Your objective :: Answer with only the number of lines below where "previous" appears.

Dataset extract ::
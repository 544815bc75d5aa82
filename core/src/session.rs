//! Scan-session state machine.
//!
//! # Design
//! Transitions live in the pure `reduce` function: it updates the state in
//! place and returns the single `SessionEffect` the runtime must perform.
//! `ScanSession` is the runtime. It spawns one worker task that exclusively
//! owns the `ScanState`, applies events strictly in arrival order, and
//! publishes every change on a `watch` channel for read-only observers.
//! Validation calls and the auto-resume timer run as side tasks that report
//! back through the same inbox, so no two mutations ever interleave.
//!
//! Teardown cancels one `CancellationToken`; the pending timer and any
//! in-flight validation hang off it and stop without touching the state.

use std::sync::Arc;
use std::time::Duration;

use tokio::sync::{mpsc, watch};
use tokio::task::JoinHandle;
use tokio_util::sync::CancellationToken;

use crate::error::ApiError;
use crate::gateway::VenueGateway;
use crate::types::{ScanOutcome, Venue};

/// How long a result or error stays on screen before scanning resumes.
pub const RESUME_DELAY: Duration = Duration::from_secs(5);

pub const INVALID_VENUE_MESSAGE: &str = "Invalid venue configuration.";

#[derive(Debug, Clone, PartialEq, Eq)]
pub enum ScanState {
    /// Ready for the next barcode.
    Scanning,
    /// A validation call is in flight; scanning input is suspended.
    Processing,
    /// The service answered. `success` picks approval or denial styling.
    Result { success: bool, message: String },
    /// The validation could not be completed.
    Error { message: String },
}

impl ScanState {
    /// Whether the camera should be delivering barcodes.
    pub fn accepts_barcodes(&self) -> bool {
        matches!(self, ScanState::Scanning)
    }

    /// Showing a result or an error, waiting to resume.
    pub fn is_settled(&self) -> bool {
        matches!(self, ScanState::Result { .. } | ScanState::Error { .. })
    }
}

#[derive(Debug, Clone, PartialEq)]
pub enum SessionEvent {
    BarcodeDetected(String),
    ValidationFinished(Result<ScanOutcome, ApiError>),
    /// The auto-resume timer armed as generation `n` expired.
    ResumeTimerFired(u64),
    /// The operator asked to scan the next ticket.
    ScanNext,
}

/// Side effect requested by a transition.
#[derive(Debug, Clone, PartialEq, Eq)]
pub enum SessionEffect {
    None,
    Validate { venue_code: String, barcode: String },
    ArmResumeTimer,
    CancelResumeTimer,
}

/// Apply one event to the session state.
///
/// `venue_code` is the code of the venue being scanned for; without one the
/// barcode fails immediately and no validation is requested.
pub fn reduce(state: &mut ScanState, event: SessionEvent, venue_code: Option<&str>) -> SessionEffect {
    match event {
        SessionEvent::BarcodeDetected(barcode) => {
            // A live feed reports the same symbol many times; only the first counts.
            if !state.accepts_barcodes() {
                return SessionEffect::None;
            }
            match venue_code {
                Some(code) => {
                    *state = ScanState::Processing;
                    SessionEffect::Validate {
                        venue_code: code.to_string(),
                        barcode,
                    }
                }
                None => {
                    *state = ScanState::Error {
                        message: INVALID_VENUE_MESSAGE.to_string(),
                    };
                    SessionEffect::ArmResumeTimer
                }
            }
        }
        SessionEvent::ValidationFinished(result) => {
            if *state != ScanState::Processing {
                return SessionEffect::None;
            }
            *state = match result {
                Ok(outcome) => ScanState::Result {
                    success: outcome.is_success(),
                    message: outcome.display_message(),
                },
                Err(err) => ScanState::Error {
                    message: err.to_string(),
                },
            };
            SessionEffect::ArmResumeTimer
        }
        SessionEvent::ResumeTimerFired(_) => {
            if state.is_settled() {
                *state = ScanState::Scanning;
            }
            SessionEffect::None
        }
        SessionEvent::ScanNext => {
            if !state.is_settled() {
                return SessionEffect::None;
            }
            *state = ScanState::Scanning;
            SessionEffect::CancelResumeTimer
        }
    }
}

/// Single-shot auto-resume timer with at most one pending instance.
///
/// Each `arm` cancels the previous timer and bumps a generation counter; a
/// firing is only honoured if it carries the current generation and the timer
/// has not been cancelled since.
#[derive(Debug)]
pub struct ResumeTimer {
    delay: Duration,
    generation: u64,
    pending: Option<CancellationToken>,
}

impl ResumeTimer {
    pub fn new(delay: Duration) -> Self {
        Self {
            delay,
            generation: 0,
            pending: None,
        }
    }

    /// Start the timer, replacing any pending one. Returns its generation.
    pub fn arm(&mut self, parent: &CancellationToken, events: mpsc::UnboundedSender<SessionEvent>) -> u64 {
        self.cancel();
        self.generation += 1;
        let generation = self.generation;
        let token = parent.child_token();
        self.pending = Some(token.clone());

        let delay = self.delay;
        tokio::spawn(async move {
            tokio::select! {
                _ = token.cancelled() => {}
                _ = tokio::time::sleep(delay) => {
                    let _ = events.send(SessionEvent::ResumeTimerFired(generation));
                }
            }
        });
        tracing::debug!(generation, delay_ms = delay.as_millis() as u64, "resume timer armed");
        generation
    }

    pub fn cancel(&mut self) {
        if let Some(token) = self.pending.take() {
            token.cancel();
            tracing::debug!(generation = self.generation, "resume timer cancelled");
        }
    }

    pub fn is_pending(&self) -> bool {
        self.pending.is_some()
    }

    /// Accept a firing of `generation` if it is the live timer, disarming it.
    pub fn take_fired(&mut self, generation: u64) -> bool {
        if self.pending.is_some() && generation == self.generation {
            self.pending = None;
            true
        } else {
            false
        }
    }
}

/// Handle to a running scan session.
///
/// Must be started inside a Tokio runtime. Dropping the handle tears the
/// session down; `shutdown` does the same and waits for the worker to exit.
#[derive(Debug)]
pub struct ScanSession {
    events: mpsc::UnboundedSender<SessionEvent>,
    state: watch::Receiver<ScanState>,
    shutdown: CancellationToken,
    worker: Option<JoinHandle<()>>,
}

impl ScanSession {
    pub fn start(venue: &Venue, gateway: Arc<dyn VenueGateway>) -> Self {
        Self::start_with_delay(venue, gateway, RESUME_DELAY)
    }

    pub fn start_with_delay(venue: &Venue, gateway: Arc<dyn VenueGateway>, resume_delay: Duration) -> Self {
        let (events, inbox) = mpsc::unbounded_channel();
        let (published, state) = watch::channel(ScanState::Scanning);
        let shutdown = CancellationToken::new();
        // A blank code can never address a venue; treat it like a missing one.
        let venue_code = venue.code.clone().filter(|code| !code.trim().is_empty());

        tracing::info!(venue = %venue.id(), has_code = venue_code.is_some(), "scan session started");

        let worker = SessionWorker {
            venue_code,
            gateway,
            state: ScanState::Scanning,
            published,
            events: events.clone(),
            timer: ResumeTimer::new(resume_delay),
            shutdown: shutdown.clone(),
        };
        let worker = tokio::spawn(worker.run(inbox));

        Self {
            events,
            state,
            shutdown,
            worker: Some(worker),
        }
    }

    /// Report a barcode from the camera. Ignored unless the session is
    /// currently `Scanning`.
    pub fn barcode_detected(&self, barcode: impl Into<String>) {
        self.dispatch(SessionEvent::BarcodeDetected(barcode.into()));
    }

    /// Dismiss the current result or error and resume scanning now.
    pub fn scan_next(&self) {
        self.dispatch(SessionEvent::ScanNext);
    }

    pub fn state(&self) -> ScanState {
        self.state.borrow().clone()
    }

    pub fn is_scanning(&self) -> bool {
        self.state.borrow().accepts_barcodes()
    }

    /// Receiver that observes every published state.
    pub fn subscribe(&self) -> watch::Receiver<ScanState> {
        self.state.clone()
    }

    /// Tear the session down and wait for its worker to finish.
    pub async fn shutdown(mut self) {
        self.shutdown.cancel();
        if let Some(worker) = self.worker.take() {
            if let Err(err) = worker.await {
                tracing::error!(error = %err, "scan session worker failed");
            }
        }
    }

    fn dispatch(&self, event: SessionEvent) {
        if self.events.send(event).is_err() {
            tracing::debug!("event dropped, scan session already stopped");
        }
    }
}

impl Drop for ScanSession {
    fn drop(&mut self) {
        self.shutdown.cancel();
    }
}

struct SessionWorker {
    venue_code: Option<String>,
    gateway: Arc<dyn VenueGateway>,
    state: ScanState,
    published: watch::Sender<ScanState>,
    events: mpsc::UnboundedSender<SessionEvent>,
    timer: ResumeTimer,
    shutdown: CancellationToken,
}

impl SessionWorker {
    async fn run(mut self, mut inbox: mpsc::UnboundedReceiver<SessionEvent>) {
        loop {
            tokio::select! {
                biased;
                _ = self.shutdown.cancelled() => break,
                event = inbox.recv() => match event {
                    Some(event) => self.handle(event),
                    None => break,
                },
            }
        }
        self.timer.cancel();
        tracing::info!("scan session stopped");
    }

    fn handle(&mut self, event: SessionEvent) {
        if let SessionEvent::ResumeTimerFired(generation) = &event {
            if !self.timer.take_fired(*generation) {
                tracing::trace!(generation, "stale resume timer ignored");
                return;
            }
        }

        let previous = self.state.clone();
        let effect = reduce(&mut self.state, event, self.venue_code.as_deref());
        if self.state != previous {
            tracing::info!(from = ?previous, to = ?self.state, "scan state changed");
            self.published.send_replace(self.state.clone());
        }

        match effect {
            SessionEffect::None => {}
            SessionEffect::Validate { venue_code, barcode } => self.spawn_validation(venue_code, barcode),
            SessionEffect::ArmResumeTimer => {
                self.timer.arm(&self.shutdown, self.events.clone());
            }
            SessionEffect::CancelResumeTimer => self.timer.cancel(),
        }
    }

    fn spawn_validation(&self, venue_code: String, barcode: String) {
        let gateway = Arc::clone(&self.gateway);
        let events = self.events.clone();
        let cancel = self.shutdown.clone();
        tokio::spawn(async move {
            tokio::select! {
                _ = cancel.cancelled() => {
                    tracing::debug!(%venue_code, "validation abandoned at teardown");
                }
                result = gateway.submit_scan(&venue_code, &barcode) => {
                    let _ = events.send(SessionEvent::ValidationFinished(result));
                }
            }
        });
    }
}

Answer area :: 4